The data disadvantage is real and rarely costed. Incumbents have years of Ontario-specific player data: who converts, which games retain, what reactivation actually works, and where responsible-gambling interventions land without destroying value. A new entrant starts with none of that and has to buy the learning at full price while competing against operators who already hold it. That asymmetry is the quiet reason so many Ontario entries underperform their business case. It is not that the plan was wrong, it is that the plan assumed a parity of information that does not exist. Budget for a genuine learning period, instrument everything from launch so you compound first-party data quickly, and do not benchmark your first two quarters against incumbent efficiency. The operators who survive the entry are the ones who understood that early Ontario data was the asset they were really paying to acquire.
Sequencing matters more than ambition. Because Ontario is expensive and saturated, it is frequently the wrong place to learn. For many operators the better path is to prove the product and the retention model in a less contested market first, then enter Ontario with a settled proposition and the capital to defend it. The logic of choosing which markets to enter, and in what order, is in the multi-market sequencing piece. Ontario rewards operators who treat it as a later-stage market they expand a proven engine into, and punishes those who treat it as a beachhead.
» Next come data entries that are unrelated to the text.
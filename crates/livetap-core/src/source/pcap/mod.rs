//! PCAP/PCAPNG stream source.
//!
//! Capture tools write their output to a pipe, so the stream cannot be
//! rewound after sniffing the format. The reader pre-reads the leading header
//! block into memory and chains it in front of the remaining stream; the
//! parser then drives `pcap-parser` over that chain and emits raw packet
//! events.

pub mod error;
pub mod layout;
pub mod parser;
pub mod reader;

pub use parser::PcapStreamSource;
The biggest mistake. The most common error is entering Ontario as a beachhead with a thin product and a discount strategy. In a saturated, fully regulated market, that combination buys expensive, low-value players who churn the moment the bonus ends, and it does it at a CAC the operator cannot recover. Enter with a clear product or brand edge, fund the retention side properly, and be honest about whether Ontario fits now or whether it fits later once the proposition is proven somewhere cheaper.
What's changing
Centralised self-exclusion launch 2026; calendar 2025 NAGGR CA$4.0bn ($2.92bn).
Where these figures come from
- iGaming Ontario Annual Report 2024-25
- iGO Jan 2026 release
GGR figures are 2025 estimates or actuals where regulator data is available; 2026 projections drawn from the most recent published forecasts. Offshore figures are inherently more uncertain than regulated figures and should be treated as directional. Where reputable sources disagree materially the dataset uses the midpoint of the range.